As you probably already know after living on this planet for several years, life is not science. You remember science right? In high school, you may have been given equations where you plug in some variables and the answer will always be the same. It doesn’t matter how you’re feeling that day or what side of the bed you woke up on, the answer will be the same. The answer is the same regardless of where we come from, regardless of our mood, or the stuff we ate. In other words, there are some biological constants-in terms of requirements and needs and activities that apply across the board. These don’t change. They will always be needs. They are required for people to go on living.

There is something reassuring about that – the consistency. There’s something almost comforting about the predictability of science, but life doesn’t work that way. There are many great things that sound good in theory, but once we let life get in the way, things get ugly really quickly.

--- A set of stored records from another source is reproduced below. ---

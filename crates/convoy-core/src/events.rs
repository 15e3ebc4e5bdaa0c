//! Lifecycle events and the in-process event bus.
//!
//! The bus is a `tokio::sync::broadcast` channel: publishing never blocks,
//! and slow subscribers observe `Lagged` rather than stalling producers.
//! Deployment executors subscribe to it to re-evaluate completion
//! conditions; an external transport can subscribe and forward.

use serde::{Deserialize, Serialize};
use tokio::sync::broadcast;
use tracing::trace;

use crate::ids::{AppId, DeploymentId, TaskId, Version};

/// Terminal or transitional status reported for a task.
#[derive(Debug, Clone, Copy, PartialEq, Eq, Serialize, Deserialize)]
#[serde(rename_all = "snake_case")]
pub enum TaskStatus {
    Staging,
    Running,
    Killed,
}

/// Everything the orchestration core publishes or listens for.
#[derive(Debug, Clone, PartialEq, Serialize, Deserialize)]
#[serde(tag = "type", rename_all = "snake_case")]
pub enum Event {
    /// A task's aggregate `alive` flag flipped.
    HealthStatusChanged {
        app_id: AppId,
        task_id: TaskId,
        version: Version,
        alive: bool,
    },
    /// A post-grace probe failed.
    FailedHealthCheck {
        app_id: AppId,
        task_id: TaskId,
        check_index: usize,
        consecutive_failures: u32,
    },
    /// A task was killed after too many consecutive failures.
    UnhealthyTaskKilled {
        app_id: AppId,
        task_id: TaskId,
        version: Version,
        reason: String,
    },
    /// Reported by the supervision layer.
    TaskStatusChanged {
        app_id: AppId,
        task_id: TaskId,
        version: Version,
        status: TaskStatus,
    },
    ArtifactsResolved {
        app_id: AppId,
        version: Version,
    },
    DeploymentStarted {
        deployment_id: DeploymentId,
        affected_apps: Vec<AppId>,
        steps: usize,
    },
    DeploymentStepSucceeded {
        deployment_id: DeploymentId,
        step: usize,
    },
    DeploymentSucceeded {
        deployment_id: DeploymentId,
    },
    DeploymentCancelled {
        deployment_id: DeploymentId,
    },
    DeploymentFailed {
        deployment_id: DeploymentId,
        reason: String,
    },
}

impl Event {
    /// The application an event concerns, for task- and app-level events.
    pub fn app_id(&self) -> Option<&AppId> {
        match self {
            Event::HealthStatusChanged { app_id, .. }
            | Event::FailedHealthCheck { app_id, .. }
            | Event::UnhealthyTaskKilled { app_id, .. }
            | Event::TaskStatusChanged { app_id, .. }
            | Event::ArtifactsResolved { app_id, .. } => Some(app_id),
            _ => None,
        }
    }

    /// The deployment an event concerns, for deployment lifecycle events.
    pub fn deployment_id(&self) -> Option<DeploymentId> {
        match self {
            Event::DeploymentStarted { deployment_id, .. }
            | Event::DeploymentStepSucceeded { deployment_id, .. }
            | Event::DeploymentSucceeded { deployment_id }
            | Event::DeploymentCancelled { deployment_id }
            | Event::DeploymentFailed { deployment_id, .. } => Some(*deployment_id),
            _ => None,
        }
    }
}

/// Fire-and-forget event fan-out. Cheap to clone.
#[derive(Clone)]
pub struct EventBus {
    tx: broadcast::Sender<Event>,
}

impl EventBus {
    pub fn new(capacity: usize) -> Self {
        let (tx, _) = broadcast::channel(capacity.max(1));
        Self { tx }
    }

    /// Publish an event. Having no subscribers is not an error.
    pub fn publish(&self, event: Event) {
        trace!(?event, "publishing event");
        let _ = self.tx.send(event);
    }

    pub fn subscribe(&self) -> broadcast::Receiver<Event> {
        self.tx.subscribe()
    }
}

impl Default for EventBus {
    fn default() -> Self {
        Self::new(1024)
    }
}

#[cfg(test)]
mod tests {
    use super::*;

    #[tokio::test]
    async fn subscribers_receive_published_events() {
        let bus = EventBus::new(8);
        let mut rx = bus.subscribe();
        let id = DeploymentId::generate();

        bus.publish(Event::DeploymentSucceeded { deployment_id: id });

        let event = rx.recv().await.unwrap();
        assert_eq!(event.deployment_id(), Some(id));
        assert_eq!(event.app_id(), None);
    }

    #[test]
    fn publish_without_subscribers_is_fine() {
        let bus = EventBus::default();
        bus.publish(Event::ArtifactsResolved {
            app_id: AppId::new("/web").unwrap(),
            version: Version::new("v1"),
        });
    }

    #[test]
    fn events_serialize_with_type_tag() {
        let event = Event::HealthStatusChanged {
            app_id: AppId::new("/web").unwrap(),
            task_id: TaskId::new("web.1"),
            version: Version::new("v2"),
            alive: true,
        };
        let json = serde_json::to_value(&event).unwrap();
        assert_eq!(json["type"], "health_status_changed");
        assert_eq!(json["alive"], true);
    }
}
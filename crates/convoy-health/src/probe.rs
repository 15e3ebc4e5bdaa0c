//! Probe execution.
//!
//! [`Prober`] is the seam between monitors and whatever actually talks to a
//! task. [`NetworkProber`] covers HTTP (2xx is healthy) and TCP (a completed
//! connect is healthy) checks.

use async_trait::async_trait;
use bytes::Bytes;
use http::header::{HOST, USER_AGENT};
use http::{Request, StatusCode};
use http_body_util::Empty;
use hyper_util::rt::TokioIo;
use tokio::net::TcpStream;
use tracing::debug;

use convoy_core::{HealthCheckSpec, HealthProtocol, Task};

use crate::checker::HealthResult;

/// Runs one health check against one task.
#[async_trait]
pub trait Prober: Send + Sync {
    async fn probe(&self, task: &Task, check: &HealthCheckSpec) -> HealthResult;
}

/// Probes tasks over the network at `host:ports[port_index]`.
#[derive(Debug, Clone, Copy, Default)]
pub struct NetworkProber;

#[async_trait]
impl Prober for NetworkProber {
    async fn probe(&self, task: &Task, check: &HealthCheckSpec) -> HealthResult {
        let Some(address) = task.address(check.port_index) else {
            return HealthResult::unhealthy(format!(
                "task has no port at index {}",
                check.port_index
            ));
        };

        let outcome = match check.protocol {
            HealthProtocol::Http => {
                tokio::time::timeout(check.timeout(), http_status(&address, &check.path))
                    .await
                    .map(|status| match status {
                        Ok(status) if status.is_success() => Ok(()),
                        Ok(status) => Err(format!("HTTP {status}")),
                        Err(cause) => Err(cause),
                    })
            }
            HealthProtocol::Tcp => tokio::time::timeout(check.timeout(), TcpStream::connect(&address))
                .await
                .map(|connected| connected.map(drop).map_err(|e| format!("connect: {e}"))),
        };

        match outcome {
            Ok(Ok(())) => HealthResult::Healthy,
            Ok(Err(cause)) => {
                debug!(task = %task.id, %address, protocol = ?check.protocol, %cause, "health probe failed");
                HealthResult::unhealthy(cause)
            }
            Err(_) => {
                debug!(task = %task.id, %address, protocol = ?check.protocol, "health probe timed out");
                HealthResult::unhealthy("timed out")
            }
        }
    }
}

/// Status of a single HTTP/1.1 `GET path` sent to `address`.
async fn http_status(address: &str, path: &str) -> Result<StatusCode, String> {
    let stream = TcpStream::connect(address)
        .await
        .map_err(|e| format!("connect: {e}"))?;
    let (mut sender, conn) = hyper::client::conn::http1::handshake(TokioIo::new(stream))
        .await
        .map_err(|e| format!("handshake: {e}"))?;
    tokio::spawn(conn);

    let request = Request::get(path)
        .header(HOST, address)
        .header(USER_AGENT, concat!("convoy-health/", env!("CARGO_PKG_VERSION")))
        .body(Empty::<Bytes>::new())
        .map_err(|e| format!("invalid request: {e}"))?;
    let response = sender
        .send_request(request)
        .await
        .map_err(|e| format!("request: {e}"))?;
    Ok(response.status())
}

#[cfg(test)]
mod tests {
    use super::*;
    use chrono::Utc;
    use convoy_core::{AppId, TaskId, TaskState, Version};
    use tokio::io::{AsyncReadExt, AsyncWriteExt};
    use tokio::net::TcpListener;

    fn task_on(port: u16) -> Task {
        let app_id = AppId::new("/web").unwrap();
        Task {
            id: TaskId::for_app(&app_id),
            app_id,
            version: Version::new("v1"),
            host: "127.0.0.1".to_string(),
            ports: vec![port],
            staged_at: Utc::now(),
            started_at: Some(Utc::now()),
            state: TaskState::Running,
        }
    }

    /// Serves a single canned HTTP response per connection.
    async fn serve(status_line: &'static str) -> u16 {
        let listener = TcpListener::bind("127.0.0.1:0").await.unwrap();
        let port = listener.local_addr().unwrap().port();
        tokio::spawn(async move {
            while let Ok((mut socket, _)) = listener.accept().await {
                let mut buf = [0u8; 1024];
                let _ = socket.read(&mut buf).await;
                let response = format!("{status_line}\r\ncontent-length: 0\r\n\r\n");
                let _ = socket.write_all(response.as_bytes()).await;
            }
        });
        port
    }

    #[tokio::test]
    async fn http_2xx_is_healthy() {
        let port = serve("HTTP/1.1 200 OK").await;
        let result = NetworkProber
            .probe(&task_on(port), &HealthCheckSpec::http("/healthz"))
            .await;
        assert_eq!(result, HealthResult::Healthy);
    }

    #[tokio::test]
    async fn http_5xx_is_unhealthy() {
        let port = serve("HTTP/1.1 503 Service Unavailable").await;
        let result = NetworkProber
            .probe(&task_on(port), &HealthCheckSpec::http("/healthz"))
            .await;
        assert_eq!(result, HealthResult::unhealthy("HTTP 503 Service Unavailable"));
    }

    #[tokio::test]
    async fn tcp_probe_to_closed_port_is_unhealthy() {
        let check = HealthCheckSpec {
            timeout: "200ms".to_string(),
            ..HealthCheckSpec::tcp()
        };
        let result = NetworkProber.probe(&task_on(1), &check).await;
        assert!(matches!(result, HealthResult::Unhealthy { .. }));
    }

    #[tokio::test]
    async fn tcp_probe_to_listener_is_healthy() {
        let listener = TcpListener::bind("127.0.0.1:0").await.unwrap();
        let port = listener.local_addr().unwrap().port();
        let result = NetworkProber.probe(&task_on(port), &HealthCheckSpec::tcp()).await;
        assert_eq!(result, HealthResult::Healthy);
    }

    #[tokio::test]
    async fn missing_port_is_unhealthy() {
        let check = HealthCheckSpec {
            port_index: 3,
            ..HealthCheckSpec::tcp()
        };
        let result = NetworkProber.probe(&task_on(8080), &check).await;
        assert_eq!(
            result,
            HealthResult::unhealthy("task has no port at index 3")
        );
    }
}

This is why it’s really important to look at the whole idea of equipment leading into some sort of high-quality photography with a tremendous amount of suspicion. Now, I’m not saying that just because I’m cynical and I’m not saying that just because I have nothing else better to do. I’m saying that just because people need to approach the issue with a very healthy level of skepticism and doubt.

If it was really just a matter of having the right equipment and being at the right place, at the right time, then everybody can become amazing photographers overnight. As you can probably tell, this is far from the case. It’s really important to look at the right photo equipment in the proper perspective. It’s just a tool. That’s really what it is. Whether we’re talking about the processes, the photos, the lighting, or the camera itself, ultimately at the end of the day, they’re just tools.

What’s more important is the software. The hardware can only take you so far. What software am I talking about? I’m talking about your imagination, your inspiration, and your passion for things bigger, more profound, and more sublime than yourself. It really all boils down to your personal hunger for raw, crystal clear, and unstoppable creative expression. It’s not about having the right equipment. The right equipment only gets you invited to the party, but whether you become the king or queen of the party is all up to you.